How Epiphone Became a Revered Guitar Brand

Anthony Freddura is a Massachusetts entrepreneur who serves as product owner and lead business systems analyst with Epsilon. Passionate about music, Anthony Freddura is interested in the various guitars that have defined the American musical tradition.

One of the oldest US instrument manufacturers, Epiphone was established in 1873 by the Stathopoulo family. Originally from Greece, the family made their home in the Turkish city of Izmir and maintained a violin, lute, and bouzouki repair shop. Upon emigrating to Manhattan, the business was continued by scion Anastasios, who focused on mandolins and filed a patent for a novel Italian-style model in 1909.

Epaminondas, or “Epi,” the eldest son of Anastasios, took over the business at just 22 years of age when his father died. He discontinued most of the mandolins that the House of Stathopoulo was known for, shifting to banjos, which were the era’s most popular instrument. Epi ultimately oversaw an expansion to a modern Long Island manufacturing facility, which was accompanied by a change of brand name to Epiphone.

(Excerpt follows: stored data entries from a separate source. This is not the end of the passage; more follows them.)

use tracing_subscriber::EnvFilter;

/// Installs the global `tracing` subscriber.
///
/// `RUST_LOG` wins when set; otherwise `default_filter` applies.
pub fn init_tracing(default_filter: &str) -> Result<(), String> {
    let filter =
        EnvFilter::try_from_default_env().unwrap_or_else(|_| EnvFilter::new(default_filter));

    tracing_subscriber::fmt()
        .with_env_filter(filter)
        .with_target(false)
        .compact()
        .try_init()
        .map_err(|err| err.to_string())
}
pub mod json_io;
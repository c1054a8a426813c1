pub mod cell_edit;
pub mod columns;
pub mod data_model;
pub mod i18n;
pub mod memo;
pub mod modal_store;
pub mod row_store;
pub mod scroll_lock;
pub mod settle;
pub mod table_engine;
pub mod toast;
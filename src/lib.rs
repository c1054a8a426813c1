pub mod config;
pub mod io;
pub mod logging;
pub mod state;
pub mod ui;
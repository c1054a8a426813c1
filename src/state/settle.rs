/// Pending "data changed" notifications.
///
/// Commits call [`SettleQueue::schedule`]; the table's post-render effect
/// calls [`SettleQueue::drain`] and notifies once per ticket. Nothing is
/// delivered from inside the state write itself.
#[derive(Clone, Copy, Debug, Default, PartialEq, Eq)]
pub struct SettleQueue {
    pending: usize,
}

impl SettleQueue {
    pub fn new() -> Self {
        Self::default()
    }

    pub fn schedule(&mut self) {
        self.pending += 1;
    }

    pub fn pending(&self) -> usize {
        self.pending
    }

    pub fn drain(&mut self) -> usize {
        std::mem::take(&mut self.pending)
    }
}
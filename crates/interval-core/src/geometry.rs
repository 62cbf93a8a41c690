//! Geometric primitives: Point, Size, Rect.

use serde::{Deserialize, Serialize};
use std::ops::{Add, Sub};

/// A 2D point with x and y coordinates.
#[derive(Debug, Clone, Copy, PartialEq, Serialize, Deserialize)]
pub struct Point {
    /// X coordinate
    pub x: f32,
    /// Y coordinate
    pub y: f32,
}

impl Point {
    /// Origin point (0, 0)
    pub const ORIGIN: Self = Self { x: 0.0, y: 0.0 };

    /// Create a new point.
    #[must_use]
    pub const fn new(x: f32, y: f32) -> Self {
        Self { x, y }
    }
}

impl Default for Point {
    fn default() -> Self {
        Self::ORIGIN
    }
}

impl Add for Point {
    type Output = Self;

    fn add(self, rhs: Self) -> Self::Output {
        Self::new(self.x + rhs.x, self.y + rhs.y)
    }
}

impl Sub for Point {
    type Output = Self;

    fn sub(self, rhs: Self) -> Self::Output {
        Self::new(self.x - rhs.x, self.y - rhs.y)
    }
}

/// A 2D size with width and height.
#[derive(Debug, Clone, Copy, PartialEq, Serialize, Deserialize)]
pub struct Size {
    /// Width
    pub width: f32,
    /// Height
    pub height: f32,
}

impl Size {
    /// Zero size
    pub const ZERO: Self = Self {
        width: 0.0,
        height: 0.0,
    };

    /// Create a new size.
    #[must_use]
    pub const fn new(width: f32, height: f32) -> Self {
        Self { width, height }
    }
}

impl Default for Size {
    fn default() -> Self {
        Self::ZERO
    }
}

/// A rectangle defined by position and size.
#[derive(Debug, Clone, Copy, PartialEq, Serialize, Deserialize)]
pub struct Rect {
    /// X position of top-left corner
    pub x: f32,
    /// Y position of top-left corner
    pub y: f32,
    /// Width
    pub width: f32,
    /// Height
    pub height: f32,
}

impl Rect {
    /// Create a new rectangle.
    #[must_use]
    pub const fn new(x: f32, y: f32, width: f32, height: f32) -> Self {
        Self {
            x,
            y,
            width,
            height,
        }
    }

    /// Create from size at origin.
    #[must_use]
    pub fn from_size(size: Size) -> Self {
        Self::new(0.0, 0.0, size.width, size.height)
    }

    /// Get the origin (top-left) point.
    #[must_use]
    pub fn origin(&self) -> Point {
        Point::new(self.x, self.y)
    }

    /// Get the size.
    #[must_use]
    pub fn size(&self) -> Size {
        Size::new(self.width, self.height)
    }

    /// Convert a point from the parent coordinate space into this rectangle's
    /// local space (origin at the top-left corner).
    #[must_use]
    pub fn to_local(&self, point: Point) -> Point {
        point - self.origin()
    }
}

impl Default for Rect {
    fn default() -> Self {
        Self::new(0.0, 0.0, 0.0, 0.0)
    }
}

It was not until 1928 that Epiphone introduced its first acoustic guitar line, in direct competition with Gibson. These were available in flat and archtop models made of a combination of laminated maple and spruce. The guitars, lacking endorsements and being smaller and quieter than Gibsons, failed to sell in any significant quantity. However, in 1931 the pioneering Masterbilt line was introduced. This combined a carved archtop with two distinctive f-holes. By the mid-1930s, many jazz musicians had adopted the instrument, which was considered to be of the highest quality, and at the same time an Electraphone steel electric guitar was introduced.